Nanocapsules and Dendrimers - Properties and Future Applications

Topics Covered

What Are Nanocapsules?

The Use Of Man-Made Liposomes

The Properties Of Polymeric Nanocapsules

The Future Benefits Of Nanocapsules In Drugs

Further Applications Of Nanocapsules

What Is A Dendrimer?

Dendrimer As A Biologically Active Carrier

What Are Nanocapsules?

A nanocapsule is any nanoparticle that consists of a shell and a space, in which desired substances may be placed. Technologies for microencapsulating materials have been around for several years, primarily for applications involving minimisation of hygroscopy and chemical interactions, elimination of oxidation, and controlled release of nutraceuticals.

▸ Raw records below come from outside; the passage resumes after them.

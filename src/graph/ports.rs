//! Port signatures: which handles a kind exposes and what each accepts.
//!
//! Every kind has at most one source handle (the default, unnamed one).
//! Target handles are fixed per kind except for merge, whose handle list is
//! a pure function of its connected edges (see [`merge_handle_count`]).

use super::node::{Edge, NodeKind};
use crate::store::FileClass;
use std::fmt;

pub const INPUT_PDF: &str = "input-pdf";
pub const INPUT_IMAGE: &str = "input-image";
const MERGE_PREFIX: &str = "input-";

/// A set of semantic data classes.
#[derive(Debug, Clone, Copy, Default, PartialEq, Eq, Hash)]
pub struct PortClasses(u8);

impl PortClasses {
    pub const NONE: PortClasses = PortClasses(0);
    pub const PDF: PortClasses = PortClasses(0b001);
    pub const IMAGE: PortClasses = PortClasses(0b010);
    pub const TEXT: PortClasses = PortClasses(0b100);
    pub const ANY: PortClasses = PortClasses(0b111);

    pub const fn union(self, other: PortClasses) -> PortClasses {
        PortClasses(self.0 | other.0)
    }

    pub fn intersects(self, other: PortClasses) -> bool {
        self.0 & other.0 != 0
    }

    pub fn is_empty(self) -> bool {
        self.0 == 0
    }

    pub fn from_file_class(class: FileClass) -> PortClasses {
        match class {
            FileClass::Pdf => PortClasses::PDF,
            FileClass::Image => PortClasses::IMAGE,
            FileClass::Text => PortClasses::TEXT,
            FileClass::Other => PortClasses::NONE,
        }
    }
}

impl fmt::Display for PortClasses {
    fn fmt(&self, f: &mut fmt::Formatter<'_>) -> fmt::Result {
        let names: Vec<&str> = [
            (PortClasses::PDF, "PDF"),
            (PortClasses::IMAGE, "IMAGE"),
            (PortClasses::TEXT, "TEXT"),
        ]
        .into_iter()
        .filter(|(c, _)| self.intersects(*c))
        .map(|(_, n)| n)
        .collect();
        if names.is_empty() {
            f.write_str("nothing")
        } else {
            f.write_str(&names.join("|"))
        }
    }
}

/// A target handle and the classes it accepts.
#[derive(Debug, Clone, PartialEq, Eq)]
pub struct TargetPort {
    pub handle: Option<String>,
    pub accepts: PortClasses,
}

impl TargetPort {
    fn default_handle(accepts: PortClasses) -> Self {
        Self { handle: None, accepts }
    }

    fn named(handle: impl Into<String>, accepts: PortClasses) -> Self {
        Self {
            handle: Some(handle.into()),
            accepts,
        }
    }
}

/// Whether the kind has an output handle at all.
pub fn has_source(kind: NodeKind) -> bool {
    kind != NodeKind::Output
}

/// What the kind produces, before any narrowing by assigned files or
/// upstream classes.
pub fn produces(kind: NodeKind) -> PortClasses {
    match kind {
        NodeKind::Output => PortClasses::NONE,
        NodeKind::Input | NodeKind::Preview => PortClasses::PDF.union(PortClasses::IMAGE),
        NodeKind::PdfToImage => PortClasses::IMAGE,
        NodeKind::PdfToText => PortClasses::TEXT,
        NodeKind::Merge
        | NodeKind::Split
        | NodeKind::Rotate
        | NodeKind::RemovePages
        | NodeKind::PageNumbers
        | NodeKind::Watermark
        | NodeKind::Secure
        | NodeKind::ImageToPdf
        | NodeKind::Metadata
        | NodeKind::AddImage
        | NodeKind::Flatten
        | NodeKind::RemoveBlankPages => PortClasses::PDF,
    }
}

/// Target handles of `kind`. `edges` are the edges entering the node; they
/// only matter for merge.
pub fn target_ports<'a>(
    kind: NodeKind,
    edges: impl IntoIterator<Item = &'a Edge>,
) -> Vec<TargetPort> {
    match kind {
        NodeKind::Input => vec![],
        NodeKind::Output | NodeKind::Preview => vec![TargetPort::default_handle(PortClasses::ANY)],
        NodeKind::ImageToPdf => vec![TargetPort::default_handle(PortClasses::IMAGE)],
        NodeKind::AddImage => vec![
            TargetPort::named(INPUT_PDF, PortClasses::PDF),
            TargetPort::named(INPUT_IMAGE, PortClasses::IMAGE),
        ],
        NodeKind::Merge => (0..merge_handle_count(edges))
            .map(|i| TargetPort::named(merge_handle(i), PortClasses::PDF))
            .collect(),
        NodeKind::Split
        | NodeKind::Rotate
        | NodeKind::RemovePages
        | NodeKind::PageNumbers
        | NodeKind::Watermark
        | NodeKind::Secure
        | NodeKind::PdfToImage
        | NodeKind::PdfToText
        | NodeKind::Metadata
        | NodeKind::Flatten
        | NodeKind::RemoveBlankPages => vec![TargetPort::default_handle(PortClasses::PDF)],
    }
}

pub fn merge_handle(index: usize) -> String {
    format!("{MERGE_PREFIX}{index}")
}

/// Index of a merge handle: `"input-3"` → `3`.
pub fn merge_index(handle: &str) -> Option<usize> {
    handle.strip_prefix(MERGE_PREFIX)?.parse().ok()
}

/// Number of merge handles: one past the highest connected index, plus a
/// free slot, and never fewer than two.
pub fn merge_handle_count<'a>(edges: impl IntoIterator<Item = &'a Edge>) -> usize {
    let highest = edges
        .into_iter()
        .filter_map(|e| e.target_handle.as_deref().and_then(merge_index))
        .max();
    match highest {
        Some(h) => (h + 2).max(2),
        None => 2,
    }
}

#[cfg(test)]
mod tests {
    use super::*;

    fn merge_edge(source: &str, index: usize) -> Edge {
        Edge::to_handle(source, "m", &merge_handle(index))
    }

    #[test]
    fn merge_starts_with_two_handles() {
        assert_eq!(merge_handle_count(&[] as &[Edge]), 2);
        assert_eq!(merge_handle_count(&[merge_edge("a", 0)]), 2);
    }

    #[test]
    fn merge_grows_one_past_highest_connected() {
        assert_eq!(merge_handle_count(&[merge_edge("a", 0), merge_edge("b", 1)]), 3);
        assert_eq!(merge_handle_count(&[merge_edge("a", 4)]), 6);
        let ports = target_ports(NodeKind::Merge, &[merge_edge("a", 1)]);
        let names: Vec<_> = ports.iter().filter_map(|p| p.handle.clone()).collect();
        assert_eq!(names, ["input-0", "input-1", "input-2"]);
    }

    #[test]
    fn merge_index_parses_only_input_handles() {
        assert_eq!(merge_index("input-12"), Some(12));
        assert_eq!(merge_index("input-pdf"), None);
        assert_eq!(merge_index("output"), None);
    }

    #[test]
    fn add_image_has_typed_handles() {
        let ports = target_ports(NodeKind::AddImage, &[] as &[Edge]);
        assert_eq!(ports[0].handle.as_deref(), Some(INPUT_PDF));
        assert_eq!(ports[0].accepts, PortClasses::PDF);
        assert_eq!(ports[1].accepts, PortClasses::IMAGE);
    }

    #[test]
    fn class_display() {
        assert_eq!(PortClasses::PDF.union(PortClasses::TEXT).to_string(), "PDF|TEXT");
        assert_eq!(PortClasses::NONE.to_string(), "nothing");
    }

    #[test]
    fn every_kind_but_output_produces_something() {
        for kind in NodeKind::ALL {
            assert_eq!(has_source(kind), !produces(kind).is_empty(), "{kind}");
        }
    }
}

The Use Of Man-Made Liposomes

Man-made liposome’s have been used in cosmetics for some years to control the release of substances or protect them from the environment. Recently many other materials, such as polymers, have been used to make nanocapsules.

The Properties Of Polymeric Nanocapsules

Polymeric nanocapsules can be made in specific sizes, shapes, and in reasonable quantities. Nanocapsules can be made to function in various ways. They can be produced as monodisperse particles with exactly defined biochemical, electrical, optical, and magnetic properties. They can be tailored to suit the complexity of whatever application they are intended for, such causing the release of the contents in response to a particular bimolecular triggering mechanism in targeted drug-delivery systems.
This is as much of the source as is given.